(Supplied material begins)

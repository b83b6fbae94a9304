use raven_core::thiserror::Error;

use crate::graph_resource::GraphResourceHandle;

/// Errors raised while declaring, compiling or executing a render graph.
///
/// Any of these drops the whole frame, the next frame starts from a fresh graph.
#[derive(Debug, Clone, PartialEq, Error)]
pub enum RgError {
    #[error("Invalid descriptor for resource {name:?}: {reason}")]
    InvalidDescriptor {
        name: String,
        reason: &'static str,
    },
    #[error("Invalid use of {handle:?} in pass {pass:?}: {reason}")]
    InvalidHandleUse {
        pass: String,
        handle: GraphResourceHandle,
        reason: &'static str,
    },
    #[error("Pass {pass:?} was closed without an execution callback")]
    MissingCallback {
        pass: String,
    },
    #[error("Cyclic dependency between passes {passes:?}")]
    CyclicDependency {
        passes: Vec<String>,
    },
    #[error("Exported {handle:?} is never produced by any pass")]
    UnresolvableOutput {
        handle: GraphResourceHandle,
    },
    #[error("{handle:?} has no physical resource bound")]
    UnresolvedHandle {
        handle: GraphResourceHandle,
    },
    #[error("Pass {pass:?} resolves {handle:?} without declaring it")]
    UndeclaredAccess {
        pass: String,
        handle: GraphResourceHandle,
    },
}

(Supplied material ends)
(Supplied material begins)

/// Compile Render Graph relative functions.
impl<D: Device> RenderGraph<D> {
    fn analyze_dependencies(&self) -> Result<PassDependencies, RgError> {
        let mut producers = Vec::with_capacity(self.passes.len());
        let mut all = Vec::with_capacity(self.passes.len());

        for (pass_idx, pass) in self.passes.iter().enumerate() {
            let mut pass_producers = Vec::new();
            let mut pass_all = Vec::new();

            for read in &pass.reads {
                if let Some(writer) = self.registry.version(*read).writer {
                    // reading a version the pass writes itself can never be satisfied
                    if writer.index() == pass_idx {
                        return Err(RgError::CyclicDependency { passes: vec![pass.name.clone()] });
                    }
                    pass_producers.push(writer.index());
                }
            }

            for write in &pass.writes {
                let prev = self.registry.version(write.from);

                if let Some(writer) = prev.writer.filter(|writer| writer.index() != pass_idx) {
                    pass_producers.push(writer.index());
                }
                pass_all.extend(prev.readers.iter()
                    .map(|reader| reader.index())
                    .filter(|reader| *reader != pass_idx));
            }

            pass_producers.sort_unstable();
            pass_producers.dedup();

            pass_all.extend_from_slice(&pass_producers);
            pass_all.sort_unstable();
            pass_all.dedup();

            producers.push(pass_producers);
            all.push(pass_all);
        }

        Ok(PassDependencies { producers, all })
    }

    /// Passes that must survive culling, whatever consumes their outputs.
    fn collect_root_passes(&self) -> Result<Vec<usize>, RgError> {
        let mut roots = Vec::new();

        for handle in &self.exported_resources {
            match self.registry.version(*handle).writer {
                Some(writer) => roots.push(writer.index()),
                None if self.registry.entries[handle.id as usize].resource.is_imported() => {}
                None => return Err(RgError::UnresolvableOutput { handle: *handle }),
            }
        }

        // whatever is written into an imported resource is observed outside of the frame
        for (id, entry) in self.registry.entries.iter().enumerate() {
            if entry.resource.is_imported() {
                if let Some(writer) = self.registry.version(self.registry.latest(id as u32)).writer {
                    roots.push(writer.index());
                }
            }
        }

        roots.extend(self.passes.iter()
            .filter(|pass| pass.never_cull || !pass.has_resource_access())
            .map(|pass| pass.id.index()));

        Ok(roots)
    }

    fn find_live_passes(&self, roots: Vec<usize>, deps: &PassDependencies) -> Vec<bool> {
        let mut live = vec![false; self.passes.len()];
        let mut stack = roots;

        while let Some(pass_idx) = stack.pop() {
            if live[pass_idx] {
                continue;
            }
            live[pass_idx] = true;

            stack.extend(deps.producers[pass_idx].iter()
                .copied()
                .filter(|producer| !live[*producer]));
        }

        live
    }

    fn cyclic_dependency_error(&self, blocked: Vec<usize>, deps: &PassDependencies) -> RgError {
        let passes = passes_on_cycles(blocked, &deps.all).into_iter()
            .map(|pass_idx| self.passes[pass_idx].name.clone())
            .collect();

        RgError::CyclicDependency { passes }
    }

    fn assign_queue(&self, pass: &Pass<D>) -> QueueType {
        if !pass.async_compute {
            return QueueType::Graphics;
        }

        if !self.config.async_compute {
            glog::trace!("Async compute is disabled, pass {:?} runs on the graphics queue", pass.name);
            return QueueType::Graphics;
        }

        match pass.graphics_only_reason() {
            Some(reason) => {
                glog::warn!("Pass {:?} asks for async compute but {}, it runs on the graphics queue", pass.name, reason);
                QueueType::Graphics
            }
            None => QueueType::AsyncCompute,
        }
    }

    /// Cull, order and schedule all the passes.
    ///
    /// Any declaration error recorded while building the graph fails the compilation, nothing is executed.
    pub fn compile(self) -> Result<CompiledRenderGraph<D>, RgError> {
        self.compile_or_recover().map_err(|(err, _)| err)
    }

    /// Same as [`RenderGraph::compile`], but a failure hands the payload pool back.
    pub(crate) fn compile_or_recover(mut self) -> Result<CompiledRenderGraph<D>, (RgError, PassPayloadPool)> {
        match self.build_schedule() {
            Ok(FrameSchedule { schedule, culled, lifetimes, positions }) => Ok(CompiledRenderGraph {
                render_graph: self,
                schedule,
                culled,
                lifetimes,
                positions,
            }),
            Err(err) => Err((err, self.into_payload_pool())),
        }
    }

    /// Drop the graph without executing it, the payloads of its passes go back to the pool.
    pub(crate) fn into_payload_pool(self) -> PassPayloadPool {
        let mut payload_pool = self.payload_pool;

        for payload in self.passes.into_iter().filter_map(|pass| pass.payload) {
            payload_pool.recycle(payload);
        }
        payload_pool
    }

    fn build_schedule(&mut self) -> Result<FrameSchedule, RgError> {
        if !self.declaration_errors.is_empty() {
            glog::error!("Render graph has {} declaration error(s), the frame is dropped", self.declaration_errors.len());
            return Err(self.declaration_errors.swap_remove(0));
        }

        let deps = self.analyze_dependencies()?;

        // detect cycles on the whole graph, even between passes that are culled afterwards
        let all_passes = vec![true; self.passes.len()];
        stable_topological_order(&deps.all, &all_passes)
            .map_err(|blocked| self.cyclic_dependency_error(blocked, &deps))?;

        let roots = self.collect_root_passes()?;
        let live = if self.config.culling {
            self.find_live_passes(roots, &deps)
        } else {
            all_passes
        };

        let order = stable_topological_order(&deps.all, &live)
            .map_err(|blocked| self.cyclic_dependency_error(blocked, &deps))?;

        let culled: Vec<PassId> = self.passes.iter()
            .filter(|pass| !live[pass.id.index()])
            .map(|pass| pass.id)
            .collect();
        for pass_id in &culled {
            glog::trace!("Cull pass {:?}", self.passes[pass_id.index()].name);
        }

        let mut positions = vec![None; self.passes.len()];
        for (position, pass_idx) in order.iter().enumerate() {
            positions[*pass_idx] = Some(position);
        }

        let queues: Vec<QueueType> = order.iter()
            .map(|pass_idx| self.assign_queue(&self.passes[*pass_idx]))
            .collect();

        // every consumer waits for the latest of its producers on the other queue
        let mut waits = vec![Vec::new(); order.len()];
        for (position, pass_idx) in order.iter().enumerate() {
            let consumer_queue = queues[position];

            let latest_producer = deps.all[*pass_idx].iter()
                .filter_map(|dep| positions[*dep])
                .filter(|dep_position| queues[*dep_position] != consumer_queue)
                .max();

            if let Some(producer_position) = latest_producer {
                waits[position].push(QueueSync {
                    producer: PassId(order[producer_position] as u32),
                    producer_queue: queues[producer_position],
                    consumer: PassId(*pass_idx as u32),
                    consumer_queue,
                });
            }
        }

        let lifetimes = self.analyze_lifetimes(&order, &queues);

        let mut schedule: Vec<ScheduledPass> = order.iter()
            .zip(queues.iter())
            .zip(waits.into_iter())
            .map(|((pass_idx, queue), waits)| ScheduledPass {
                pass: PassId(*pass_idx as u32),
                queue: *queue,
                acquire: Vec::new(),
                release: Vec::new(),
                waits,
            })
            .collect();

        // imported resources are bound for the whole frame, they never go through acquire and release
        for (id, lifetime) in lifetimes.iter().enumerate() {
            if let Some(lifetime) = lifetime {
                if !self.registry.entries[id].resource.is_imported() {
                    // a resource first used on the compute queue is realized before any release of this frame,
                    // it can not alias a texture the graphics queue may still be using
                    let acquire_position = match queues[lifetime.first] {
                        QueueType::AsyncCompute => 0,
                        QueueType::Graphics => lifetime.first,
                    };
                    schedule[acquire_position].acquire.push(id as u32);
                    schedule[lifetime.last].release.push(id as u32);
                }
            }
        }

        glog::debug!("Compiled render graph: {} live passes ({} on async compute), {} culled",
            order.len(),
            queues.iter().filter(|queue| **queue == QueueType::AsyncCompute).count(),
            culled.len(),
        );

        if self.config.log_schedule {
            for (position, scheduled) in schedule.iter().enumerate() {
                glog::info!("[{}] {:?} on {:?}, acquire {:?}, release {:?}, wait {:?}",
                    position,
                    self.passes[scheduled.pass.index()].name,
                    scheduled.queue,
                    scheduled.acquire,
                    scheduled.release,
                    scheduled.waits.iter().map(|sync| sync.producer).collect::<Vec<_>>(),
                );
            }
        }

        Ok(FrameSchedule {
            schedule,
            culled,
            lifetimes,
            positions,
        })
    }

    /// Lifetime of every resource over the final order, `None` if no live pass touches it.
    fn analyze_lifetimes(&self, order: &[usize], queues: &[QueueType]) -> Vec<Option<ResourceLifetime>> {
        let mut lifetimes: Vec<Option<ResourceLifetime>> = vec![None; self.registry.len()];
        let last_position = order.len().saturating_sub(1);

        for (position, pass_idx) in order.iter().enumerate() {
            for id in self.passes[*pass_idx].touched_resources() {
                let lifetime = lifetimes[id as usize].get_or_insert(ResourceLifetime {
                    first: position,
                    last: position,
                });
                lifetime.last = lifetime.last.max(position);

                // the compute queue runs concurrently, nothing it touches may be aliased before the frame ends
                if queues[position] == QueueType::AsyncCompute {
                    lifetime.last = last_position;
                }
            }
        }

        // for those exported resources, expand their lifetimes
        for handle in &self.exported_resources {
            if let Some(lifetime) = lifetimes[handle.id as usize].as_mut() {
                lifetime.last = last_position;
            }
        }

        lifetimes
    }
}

(Supplied material ends)

### Exercise objective
Say how many lines of the preceding data include the word "waits". The number is the whole answer.

### Response for this exercise
7